Collectively, these 36 features are valuable and meaningful in revealing human protein–protein interaction data for a given target, including their connectivity, organization, robustness, and stability in the human PPI network [92], [93], [94] and the on-target and off-target pharmacology of the studied targets [85], [95]. These two aspects are key to enhancing potency for characterizing the underlying mechanisms of NTI drugs [2], [96]. In previous publications, including our previous analysis [20], a series of analyses have been performed by these 36 features. And these 36 features (30 features are described in Table 3, excluding the 6 features that the calculated values are zero) are still adopted in this study to further explore the different features of NTI drug targets between two representative disease classes (cancers and cardiovascular diseases). Their calculation formulas and biological descriptions are separately reflected in Supplementary Table S1.

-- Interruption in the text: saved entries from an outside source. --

//! Data models for the air quality pipeline.
//!
//! Readings and station records are stored with UTC instants; Korean local
//! time (KST, fixed UTC+9) is applied only at the serialization boundary.

use chrono::{DateTime, FixedOffset, NaiveDateTime, Utc};
use serde::{Deserialize, Serialize};

// ---

/// KST has no daylight saving, so a fixed offset is sufficient.
const KST_OFFSET_SECS: i32 = 9 * 3600;

pub fn kst() -> FixedOffset {
    // ---
    FixedOffset::east_opt(KST_OFFSET_SECS).unwrap()
}

/// Tag a zone-naive civil time known to be KST and normalize it to UTC.
///
/// The station API reports clock times in Korean local time without an
/// offset; tagging must be explicit rather than relying on the process zone.
pub fn tag_kst(civil: NaiveDateTime) -> DateTime<Utc> {
    // ---
    // A fixed offset has no ambiguous or skipped local times
    civil.and_local_timezone(kst()).unwrap().with_timezone(&Utc)
}

/// Format a stored UTC instant as a KST wall-clock string.
pub fn to_kst_string(instant: DateTime<Utc>, fmt: &str) -> String {
    // ---
    instant.with_timezone(&kst()).format(fmt).to_string()
}

// ---

/// Sentinel-aware float parse: empty and "no data" markers become absent
/// instead of failing the whole record.
pub fn parse_float_field(raw: &str) -> Option<f64> {
    // ---
    let s = raw.trim();
    if matches!(s, "" | "-" | "nan" | "NaN" | "null" | "None") {
        return None;
    }
    s.parse::<f64>().ok()
}

pub fn parse_int_field(raw: &str) -> Option<i32> {
    // ---
    parse_float_field(raw).map(|v| v as i32)
}

// ---

/// An incoming sensor reading before it is persisted.
///
/// Every field is optional: the ESP32 firmware reports "-" for sensors that
/// failed to sample, and the structured endpoint accepts partial objects.
#[derive(Debug, Default, Deserialize)]
pub struct NewReading {
    // ---
    pub temperature: Option<f64>,
    pub humidity: Option<f64>,
    pub co2: Option<i32>,
    pub voc: Option<f64>,
    pub pm1: Option<f64>,
    pub pm2_5: Option<f64>,
    pub pm10: Option<f64>,
}

impl NewReading {
    /// Parse the firmware's comma-separated upload line.
    ///
    /// Field order is fixed: temperature, humidity, co2, voc, pm2_5, pm10.
    /// Anything other than exactly six fields is rejected before any write.
    pub fn from_csv_line(line: &str) -> Result<Self, String> {
        // ---
        let parts: Vec<&str> = line.split(',').map(str::trim).collect();
        if parts.len() != 6 {
            return Err(format!("invalid payload (need 6 fields): {line}"));
        }

        Ok(NewReading {
            temperature: parse_float_field(parts[0]),
            humidity: parse_float_field(parts[1]),
            co2: parse_int_field(parts[2]),
            voc: parse_float_field(parts[3]),
            pm1: None,
            pm2_5: parse_float_field(parts[4]),
            pm10: parse_float_field(parts[5]),
        })
    }
}

/// A stored sensor reading as served by the read endpoints.
#[derive(Debug, Serialize, sqlx::FromRow)]
pub struct Reading {
    // ---
    pub id: i32,
    pub temperature: Option<f64>,
    pub humidity: Option<f64>,
    pub co2: Option<i32>,
    pub voc: Option<f64>,
    pub pm1: Option<f64>,
    pub pm2_5: Option<f64>,
    pub pm10: Option<f64>,
    pub measured_at: DateTime<Utc>,
    #[sqlx(skip)]
    pub measured_at_kst: String,
}

impl Reading {
    pub fn with_kst(mut self) -> Self {
        // ---
        self.measured_at_kst = to_kst_string(self.measured_at, "%Y-%m-%d %H:%M:%S");
        self
    }
}

/// A severity score joined with the reading it was derived from.
#[derive(Debug, Serialize, sqlx::FromRow)]
pub struct ScoreRow {
    // ---
    pub id: i32,
    pub reading_id: i32,
    pub value: i16,
    pub computed_at: DateTime<Utc>,
    #[sqlx(skip)]
    pub computed_at_kst: String,
    pub pm2_5: Option<f64>,
    pub pm10: Option<f64>,
}

impl ScoreRow {
    pub fn with_kst(mut self) -> Self {
        // ---
        self.computed_at_kst = to_kst_string(self.computed_at, "%Y-%m-%d %H:%M:%S");
        self
    }
}

/// One deduplicated historical record from the national air quality API.
///
/// `recorded_at` is the upstream civil timestamp tagged KST and normalized
/// to UTC; it is the natural key, so the table never holds two rows for the
/// same upstream observation.
#[derive(Debug, Serialize, sqlx::FromRow)]
pub struct StationRecord {
    // ---
    pub recorded_at: DateTime<Utc>,
    #[sqlx(skip)]
    pub recorded_at_kst: String,
    pub pm10: Option<f64>,
    pub pm2_5: Option<f64>,
    pub pm10_category: Option<i16>,
    pub pm2_5_category: Option<i16>,
    pub o3: Option<f64>,
    pub no2: Option<f64>,
    pub co: Option<f64>,
    pub so2: Option<f64>,
}

impl StationRecord {
    pub fn with_kst(mut self) -> Self {
        // ---
        self.recorded_at_kst = to_kst_string(self.recorded_at, "%Y-%m-%d %H:%M");
        self
    }
}

#[cfg(test)]
mod tests {
    // ---
    use super::*;
    use chrono::{NaiveDate, TimeZone, Timelike};

    #[test]
    fn test_csv_line_parses_all_fields() {
        // ---
        let r = NewReading::from_csv_line("22.4,51.0,412,0.12,20,40").unwrap();

        assert_eq!(r.temperature, Some(22.4));
        assert_eq!(r.humidity, Some(51.0));
        assert_eq!(r.co2, Some(412));
        assert_eq!(r.voc, Some(0.12));
        assert_eq!(r.pm1, None);
        assert_eq!(r.pm2_5, Some(20.0));
        assert_eq!(r.pm10, Some(40.0));
    }

    #[test]
    fn test_csv_line_rejects_wrong_field_count() {
        // ---
        assert!(NewReading::from_csv_line("1,2,3,4,5").is_err());
        assert!(NewReading::from_csv_line("1,2,3,4,5,6,7").is_err());
        assert!(NewReading::from_csv_line("").is_err());
    }

    #[test]
    fn test_sentinel_fields_become_absent() {
        // ---
        let r = NewReading::from_csv_line("22.4,51.0,412,0.12,-,nan").unwrap();

        assert_eq!(r.pm2_5, None);
        assert_eq!(r.pm10, None);

        assert_eq!(parse_float_field(""), None);
        assert_eq!(parse_float_field("null"), None);
        assert_eq!(parse_float_field("None"), None);
        assert_eq!(parse_float_field("garbage"), None);
        assert_eq!(parse_int_field("-"), None);
        assert_eq!(parse_int_field("2"), Some(2));
    }

    #[test]
    fn test_kst_tagging_normalizes_to_utc() {
        // ---
        // 2025-03-26 18:00 KST is 09:00 UTC
        let civil = NaiveDate::from_ymd_opt(2025, 3, 26)
            .unwrap()
            .and_hms_opt(18, 0, 0)
            .unwrap();
        let utc = tag_kst(civil);

        assert_eq!(utc.hour(), 9);
        assert_eq!(to_kst_string(utc, "%Y-%m-%d %H:%M"), "2025-03-26 18:00");
    }

    #[test]
    fn test_kst_tagging_is_stable_across_midnight() {
        // ---
        // 2025-01-01 03:30 KST is still 2024-12-31 in UTC
        let civil = NaiveDate::from_ymd_opt(2025, 1, 1)
            .unwrap()
            .and_hms_opt(3, 30, 0)
            .unwrap();
        let utc = tag_kst(civil);

        assert_eq!(utc, Utc.with_ymd_and_hms(2024, 12, 31, 18, 30, 0).unwrap());
        assert_eq!(to_kst_string(utc, "%Y-%m-%d %H:%M"), "2025-01-01 03:30");
    }
}
//! Severity score listing, most-recent-first, joined with source readings.

use axum::{extract::State, http::StatusCode, response::IntoResponse, routing::get, Json, Router};
use serde_json::json;
use tracing::error;

use crate::models::ScoreRow;
use crate::AppState;

// ---

pub fn router() -> Router<AppState> {
    // ---
    Router::new().route("/api/scores", get(handler))
}

async fn handler(State(state): State<AppState>) -> impl IntoResponse {
    // ---
    let result: Result<Vec<ScoreRow>, sqlx::Error> = sqlx::query_as(
        r#"
        SELECT s.id, s.reading_id, s.value, s.computed_at, r.pm2_5, r.pm10
        FROM severity_scores s
        JOIN readings r ON r.id = s.reading_id
        ORDER BY s.computed_at DESC
        "#,
    )
    .fetch_all(&state.pool)
    .await;

    match result {
        Ok(rows) => {
            let scores: Vec<ScoreRow> = rows.into_iter().map(ScoreRow::with_kst).collect();
            (
                StatusCode::OK,
                Json(json!({ "success": true, "scores": scores })),
            )
                .into_response()
        }
        Err(e) => {
            error!("Failed to list scores: {}", e);
            (
                StatusCode::INTERNAL_SERVER_ERROR,
                Json(json!({ "success": false, "error": "failed to list scores" })),
            )
                .into_response()
        }
    }
}
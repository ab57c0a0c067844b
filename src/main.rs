//! Application entry point for the `aircare-backend` service.
//!
//! This binary orchestrates the full startup sequence for the air quality
//! ingestion and cleaner control API, including:
//! - Loading configuration from environment variables or `.env`
//! - Initializing structured logging/tracing
//! - Establishing a PostgreSQL connection pool
//! - Creating the database schema if it does not exist
//! - Spawning the background station poller with a stop signal
//! - Mounting all API routes via the `routes` gateway (EMBP pattern)
//! - Binding the Axum HTTP server and serving requests
//!
//! # Environment Variables
//! - `DATABASE_URL` (**required**) – PostgreSQL connection string
//! - `DEVICE_API_URL` / `DEVICE_API_KEY` (**required**) – cleaner device endpoint
//! - `STATION_API_URL` / `STATION_API_KEY` / `STATION_NAME` (**required**) –
//!   national air quality API access
//! - `DB_POOL_MAX` (optional) – maximum number of DB connections (default: 5)
//! - `POLL_INTERVAL_SECS` (optional) – station poll cadence (default: 3600)
//! - `AXUM_LOG_LEVEL` (optional) – log verbosity (default: `debug`)
//! - `AXUM_SPAN_EVENTS` (optional) – span event mode for tracing
//!
//! This module follows the Explicit Module Boundary Pattern (EMBP) by
//! delegating schema setup to `schema`, configuration parsing to `config`,
//! and route registration to `routes`.
use std::{env, io::IsTerminal, net::SocketAddr};

use axum::Router;
use dotenvy::dotenv;
use sqlx::postgres::PgPoolOptions;
use sqlx::PgPool;
use tokio::sync::watch;
use tracing_subscriber::filter::EnvFilter;
use tracing_subscriber::fmt::format::FmtSpan;

use anyhow::Result;

mod config;
mod device;
mod models;
mod poller;
mod routes;
mod schema;
mod score;

pub use config::Config;
pub use device::SpeedDispatcher;

// ---

/// Shared state handed to every route handler.
///
/// The dispatcher is constructed once so its credential and timeout travel
/// with it rather than being re-read per request.
#[derive(Clone)]
pub struct AppState {
    // ---
    pub pool: PgPool,
    pub config: Config,
    pub dispatcher: SpeedDispatcher,
}

#[tokio::main]
async fn main() -> Result<()> {
    // ---
    init_tracing();
    dotenv().ok();

    let cfg = config::load_from_env()?;
    cfg.log_config();

    tracing::info!("Attempting to connect to database: {}", cfg.db_url);

    let pool = PgPoolOptions::new()
        .max_connections(cfg.db_pool_max)
        .connect(&cfg.db_url)
        .await
        .map_err(|e| anyhow::anyhow!("Failed to connect to database '{}': {}", cfg.db_url, e))?;

    tracing::info!("Successfully connected to database");

    schema::create_schema(&pool).await?;

    // Background station poller, stoppable on shutdown
    let (stop_tx, stop_rx) = watch::channel(false);
    let station_poller = poller::StationPoller::new(&cfg, pool.clone())?;
    let poller_task = tokio::spawn(station_poller.run(stop_rx));

    let dispatcher = SpeedDispatcher::new(&cfg)?;
    let state = AppState {
        pool,
        config: cfg,
        dispatcher,
    };

    // Build app from routes gateway (EMBP)
    let app: Router = routes::router(state);

    let addr = SocketAddr::from(([0, 0, 0, 0], 8080));
    tracing::info!("Listening on {}", addr);

    let listener = tokio::net::TcpListener::bind(addr).await?;
    axum::serve(listener, app)
        .with_graceful_shutdown(shutdown_signal())
        .await?;

    let _ = stop_tx.send(true);
    let _ = poller_task.await;

    Ok(())
}

async fn shutdown_signal() {
    // ---
    if let Err(e) = tokio::signal::ctrl_c().await {
        tracing::error!("Failed to listen for shutdown signal: {}", e);
    }
}

// ---

/// Initialize the global tracing subscriber for structured logging.
///
/// This function configures the [`tracing_subscriber`] with:
/// - Log target, file, and line number output enabled
/// - Color output controlled by TTY detection and `FORCE_COLOR` env var:
///   - `FORCE_COLOR=1|true|yes`: force colors on
///   - `FORCE_COLOR=0|false|no`: force colors off
///   - unset or other values: auto-detect TTY
/// - Span event emission mode controlled by the `AXUM_SPAN_EVENTS` env var:
///   - `"full"`       : emit ENTER, EXIT, and CLOSE events with timing
///   - `"enter_exit"` : emit ENTER and EXIT only
///   - unset or other values: emit CLOSE events only (default)
/// - Log level controlled by the `AXUM_LOG_LEVEL` env var
///
/// This should be called once at application startup before any logging
/// or tracing macros are invoked. It installs the subscriber globally
/// for the lifetime of the process.
fn init_tracing() {
    // ---
    let span_events = match env::var("AXUM_SPAN_EVENTS").as_deref() {
        Ok("full") => FmtSpan::FULL,
        Ok("enter_exit") => FmtSpan::ENTER | FmtSpan::EXIT,
        _ => FmtSpan::CLOSE,
    };

    // Determine if we should use colors
    let use_color = match env::var("FORCE_COLOR").as_deref() {
        Ok("1") | Ok("true") | Ok("yes") => true,
        Ok("0") | Ok("false") | Ok("no") => false,
        _ => std::io::stdout().is_terminal(),
    };

    // Use RUST_LOG if available, otherwise fall back to AXUM_LOG_LEVEL
    let env_filter = if env::var("RUST_LOG").is_ok() {
        EnvFilter::from_default_env()
    } else {
        let level = match env::var("AXUM_LOG_LEVEL").ok().as_deref() {
            Some("trace") => "trace",
            Some("debug") => "debug",
            Some("info") => "info",
            Some("warn") => "warn",
            Some("error") => "error",
            _ => "debug",
        };
        EnvFilter::new(format!("{level},sqlx::query=warn"))
    };

    tracing_subscriber::fmt()
        .with_target(true)
        .with_file(true)
        .with_line_number(true)
        .with_span_events(span_events)
        .with_env_filter(env_filter)
        .with_ansi(use_color)
        .compact()
        .init();
}
use axum::Router;

use crate::AppState;

mod device_speed;
mod health;
mod readings;
mod scores;
mod station;

// ---

pub fn router(state: AppState) -> Router {
    // ---
    Router::new()
        .merge(readings::router())
        .merge(scores::router())
        .merge(device_speed::router())
        .merge(station::router())
        .merge(health::router())
        .with_state(state)
}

2.3. NTI drug characteristic identification in two diseases by an artificial intelligence-based algorithm

Artificial intelligence (AI) has seen significant advancement in recent decades for aiding drug treatment [97], [98], [99], [100], [101], predicting drug-target or drug-drug interactions [5], [102], [103], and optimizing treatment protocols [104], [105], [106], including machine learning algorithms [107], [108], [109], deep learning methods [110], [111], [112], and cognitive-computing [113]. In this study, to better understand the underlying mechanisms of NTI drugs, one of the most widely used artificial intelligence algorithms, Boruta, which was based on a random forest classifier [18], [114], was adopted. This method compares the correlation between real features and random probes to determine the extension of the correlation [115]. The Boruta algorithm was built by an AI-based method (machine learning), which is particularly suitable for low-dimensional data sets in other available strategies because of its strong stability in variable selection [116], [117]. Then, the different characteristics between NTI and NNTI drug targets of cancer and cardiovascular disease were determined by the R package Boruta, respectively [118]. Notably, assessing the profile of human PPI network properties and the biological system for each target was conducted using the Boruta algorithm in the R environment and setting the parameters as follows: holdHistory and mcAdj = TRUE, getImp = getImpRfZ, maxRuns = 100, doTrace = 2, p-value < 0.05. Eventually, the features that could elucidate the essential factors indicating narrow TI of drugs in cancer and cardiovascular disease were respectively selected.

3. Results and discussion

3.1. Merging the human PPI network and biological system properties for artificial intelligence-based algorithm

The drug risk-to-benefit ratio (RBR) is mainly determined by the drug target profile of the network properties and biological system [84], [119], [120], [121]. Network characteristics are inherent to drug targets in human PPI networks, and biological system properties can mirror the pharmacology of on-target and off-target. In this paper, the most comprehensive sets of characteristics belong to the human PPI network properties and biological system profiles were chosen to further explore the different features of NTI drug targets between two representative diseases (cancer and cardiovascular disease). Their calculation formulas and biological descriptions are separately reflected in Supplementary Table S1. The average and median values of 30 features for cancer NTI drug targets, cardiovascular disease NTI drug targets, and NNTI drug targets were also calculated (removing six characteristics equal to 0), as shown in Table 3. These 30 features were classified into three categories according to the attributes inherent in each feature, that is, the connectivity/adjacency-based properties, the shortest path length-based properties, and the human biological system properties, as also shown in Table 3.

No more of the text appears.